Pierre walked up next to me, looked out, too. “I have felt very lost this past year, Marya,” he admitted. “I had a séance to talk to my father again, to ask him what I am supposed to do.” Hela had written me when her father-in-law passed away last year, and I know that Pierre now occupied that great big house in Sceaux all by himself. I thought about Leokadia, complaining about large empty lonely rooms. But at least she had her record sales. For Pierre, those empty rooms must only compound the failures he also had felt with his work these past years.

But I didn’t know anything about a séance, nor did I believe in anything like that. “And was this… séance successful?” I asked him, humoring him.

Pierre shrugged. “He wants me to marry, to have a child still.” I bit my lip. From what I knew of Dr. Curie, he would’ve made that fairly clear while he was still alive. “I am fifty-two years old.” Pierre was still talking. “I have become an old man. But how can that be? I still feel like a young man. And I don’t know that I will ever find my place in this world. Perhaps it is too late for me.”

He had climbed this mountain with a fierceness I’d had trouble keeping up with. His beard was grayer than it once was perhaps, but nothing about him seemed old. He was vibrant, brimming with vigor.

“It is not too late for you,” I reassured him. “It is only too late when you are dead. And you’re standing here with me, very much alive, Pierre.”

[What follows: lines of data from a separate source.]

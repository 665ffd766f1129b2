use thiserror::Error;

/// Failure of a single network fetch.
#[derive(Error, Debug, Clone, PartialEq, Eq)]
pub enum NetworkError {
    #[error("Network unreachable: {0}")]
    Offline(String),

    #[error("Request timed out: {0}")]
    Timeout(String),

    #[error("Invalid request: {0}")]
    InvalidRequest(String),
}

impl From<reqwest::Error> for NetworkError {
    fn from(err: reqwest::Error) -> Self {
        if err.is_timeout() {
            NetworkError::Timeout(err.to_string())
        } else if err.is_builder() {
            NetworkError::InvalidRequest(err.to_string())
        } else {
            NetworkError::Offline(err.to_string())
        }
    }
}

#[derive(Error, Debug)]
pub enum CacheError {
    #[error("Cache I/O error: {0}")]
    Io(#[from] std::io::Error),

    #[error("Cache serialization error: {0}")]
    Serialization(#[from] serde_json::Error),

    #[error("Cache store is corrupt: {0}")]
    Corrupt(String),
}

#[derive(Error, Debug)]
pub enum WorkerError {
    #[error("Precache of {path} failed: {source}")]
    Install {
        path: String,
        #[source]
        source: NetworkError,
    },

    #[error("Precache of {path} returned status {status}")]
    InstallStatus { path: String, status: u16 },

    #[error(transparent)]
    Network(#[from] NetworkError),

    #[error(transparent)]
    Cache(#[from] CacheError),

    #[error("Invalid configuration: {0}")]
    Config(String),
}

impl WorkerError {
    /// True when the error came from the network rather than local storage.
    pub fn is_network(&self) -> bool {
        matches!(
            self,
            WorkerError::Network(_) | WorkerError::Install { .. } | WorkerError::InstallStatus { .. }
        )
    }
}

He reached out his hand for mine. I took it, held on to him. His skin was warm; his grip firm. And we stood there for just a little while before we turned to climb back down, holding on to each other, feeling, both of us, on top of the world.

Marie

Brussels & Paris, 1911

I have not seen Paul in months when I leave for Brussels for the Solvay Conference in the beginning of November. I am quite excited about the conference: physicists from all around Europe will convene and present our latest work. But Paul and Jean and I are to ride the train together, and as I get onto the train, I feel a nervous sort of anticipation building in my stomach at the thought of being close to Paul again.

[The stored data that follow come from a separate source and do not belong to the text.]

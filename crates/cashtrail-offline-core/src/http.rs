//! Request and response values exchanged with the cache and the network.
//!
//! These mirror the parts of the Fetch API the offline policies look at:
//! method, URL, destination and mode on the request side; status, headers,
//! body and response type on the response side.

use std::fmt;

use reqwest::{Method, StatusCode};
use serde::{Deserialize, Serialize};
use url::Url;

/// What kind of resource a request is fetching.
#[derive(Debug, Clone, Copy, PartialEq, Eq, PartialOrd, Ord, Hash, Serialize, Deserialize)]
#[serde(rename_all = "kebab-case")]
pub enum Destination {
    Document,
    Image,
    Script,
    Style,
    Font,
    Manifest,
    Other,
}

impl Destination {
    /// Guess the destination from a path's file extension.
    /// Paths ending in `/` or without an extension are treated as documents.
    pub fn from_path(path: &str) -> Self {
        let file = path.rsplit('/').next().unwrap_or_default();
        let ext = match file.rsplit_once('.') {
            Some((_, ext)) => ext.to_ascii_lowercase(),
            None => return Destination::Document,
        };
        match ext.as_str() {
            "html" | "htm" => Destination::Document,
            "png" | "jpg" | "jpeg" | "gif" | "svg" | "webp" | "ico" | "avif" => Destination::Image,
            "js" | "mjs" => Destination::Script,
            "css" => Destination::Style,
            "woff" | "woff2" | "ttf" | "otf" => Destination::Font,
            "json" | "webmanifest" => Destination::Manifest,
            _ => Destination::Other,
        }
    }
}

#[derive(Debug, Clone, Copy, PartialEq, Eq, Serialize, Deserialize)]
#[serde(rename_all = "kebab-case")]
pub enum RequestMode {
    Navigate,
    SameOrigin,
    Cors,
    NoCors,
}

/// How the response crossed the origin boundary.
///
/// Cache-first and stale-while-revalidate only store `Basic` (same-origin)
/// responses; `Opaque` responses hide their real status.
#[derive(Debug, Clone, Copy, PartialEq, Eq, Serialize, Deserialize)]
#[serde(rename_all = "kebab-case")]
pub enum ResponseType {
    Basic,
    Cors,
    Opaque,
    Default,
}

#[derive(Debug, Clone)]
pub struct Request {
    pub method: Method,
    pub url: Url,
    pub destination: Destination,
    pub mode: RequestMode,
    pub headers: Vec<(String, String)>,
}

impl Request {
    pub fn new(method: Method, url: Url) -> Self {
        Self {
            method,
            url,
            destination: Destination::Other,
            mode: RequestMode::Cors,
            headers: Vec::new(),
        }
    }

    /// A plain GET, the kind the precache issues.
    pub fn get(url: Url) -> Self {
        Self::new(Method::GET, url)
    }

    /// A top-level page navigation.
    pub fn navigate(url: Url) -> Self {
        Self {
            destination: Destination::Document,
            mode: RequestMode::Navigate,
            ..Self::get(url)
        }
    }

    pub fn with_destination(mut self, destination: Destination) -> Self {
        self.destination = destination;
        self
    }

    pub fn with_mode(mut self, mode: RequestMode) -> Self {
        self.mode = mode;
        self
    }

    pub fn with_header(mut self, name: &str, value: &str) -> Self {
        self.headers.push((name.to_string(), value.to_string()));
        self
    }

    /// HTML navigations count as documents even when the destination was not set.
    pub fn is_document(&self) -> bool {
        self.destination == Destination::Document || self.mode == RequestMode::Navigate
    }

    pub fn is_image(&self) -> bool {
        self.destination == Destination::Image
    }

    pub fn cache_key(&self) -> CacheKey {
        CacheKey::new(&self.method, &self.url)
    }
}

/// Identity of a cached entry: method plus URL without its fragment.
#[derive(Debug, Clone, PartialEq, Eq, PartialOrd, Ord, Hash, Serialize, Deserialize)]
#[serde(transparent)]
pub struct CacheKey(String);

impl CacheKey {
    pub fn new(method: &Method, url: &Url) -> Self {
        let mut url = url.clone();
        url.set_fragment(None);
        CacheKey(format!("{} {}", method.as_str(), url))
    }

    pub fn as_str(&self) -> &str {
        &self.0
    }

    /// The URL half of the key.
    pub fn url(&self) -> &str {
        self.0.split_once(' ').map(|(_, url)| url).unwrap_or(&self.0)
    }
}

impl fmt::Display for CacheKey {
    fn fmt(&self, f: &mut fmt::Formatter<'_>) -> fmt::Result {
        f.write_str(&self.0)
    }
}

#[derive(Debug, Clone, PartialEq, Eq, Serialize, Deserialize)]
pub struct Response {
    pub status: u16,
    pub status_text: String,
    #[serde(default)]
    pub headers: Vec<(String, String)>,
    #[serde(default, with = "base64_body")]
    pub body: Vec<u8>,
    pub response_type: ResponseType,
}

impl Response {
    pub fn new(status: u16, body: impl Into<Vec<u8>>) -> Self {
        let status_text = StatusCode::from_u16(status)
            .ok()
            .and_then(|s| s.canonical_reason())
            .unwrap_or_default()
            .to_string();
        Self {
            status,
            status_text,
            headers: Vec::new(),
            body: body.into(),
            response_type: ResponseType::Basic,
        }
    }

    /// Empty placeholder served for images that cannot be fetched.
    pub fn no_content() -> Self {
        Self::new(204, Vec::<u8>::new()).with_type(ResponseType::Default)
    }

    /// Plain-text page served for documents that are neither reachable nor cached.
    pub fn service_unavailable() -> Self {
        Self::new(503, "Offline")
            .with_header("Content-Type", "text/plain")
            .with_type(ResponseType::Default)
    }

    pub fn with_header(mut self, name: &str, value: &str) -> Self {
        self.headers.push((name.to_string(), value.to_string()));
        self
    }

    pub fn with_type(mut self, response_type: ResponseType) -> Self {
        self.response_type = response_type;
        self
    }

    /// First header value with the given name, compared case-insensitively.
    pub fn header(&self, name: &str) -> Option<&str> {
        self.headers
            .iter()
            .find(|(n, _)| n.eq_ignore_ascii_case(name))
            .map(|(_, v)| v.as_str())
    }

    /// 2xx status, the bar a precached asset has to clear.
    pub fn ok(&self) -> bool {
        (200..300).contains(&self.status)
    }

    /// A full 200 from our own origin.
    pub fn is_cacheable(&self) -> bool {
        self.status == 200 && self.response_type == ResponseType::Basic
    }
}

/// Bodies are stored as base64 strings rather than arrays of numbers.
mod base64_body {
    use base64::engine::general_purpose::STANDARD;
    use base64::Engine;
    use serde::{Deserialize, Deserializer, Serializer};

    pub fn serialize<S: Serializer>(body: &[u8], serializer: S) -> Result<S::Ok, S::Error> {
        serializer.serialize_str(&STANDARD.encode(body))
    }

    pub fn deserialize<'de, D: Deserializer<'de>>(deserializer: D) -> Result<Vec<u8>, D::Error> {
        let encoded = String::deserialize(deserializer)?;
        STANDARD.decode(encoded).map_err(serde::de::Error::custom)
    }
}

Paul wrote me exactly one letter this summer when I was in Poland visiting Bronia. He and Jeanne had a terrible fight. She threw a plate at his head, and he left early with their two oldest boys for a vacation in Brittany. Then, she tried to file an abandonment claim, despite the fact he had planned the trip with the boys for months in advance.

Now, when I first see him again as he boards the train to Brussels after me, I notice how tired he looks. How he seems to have aged years since last spring when he begged me for five thousand francs in the street in front of my lab. I put my hand to my cheek, wondering if the same has happened to me. I stare at him, but he turns away, refusing to meet my eyes, and he sits as far away from me as he can, at the back of the train.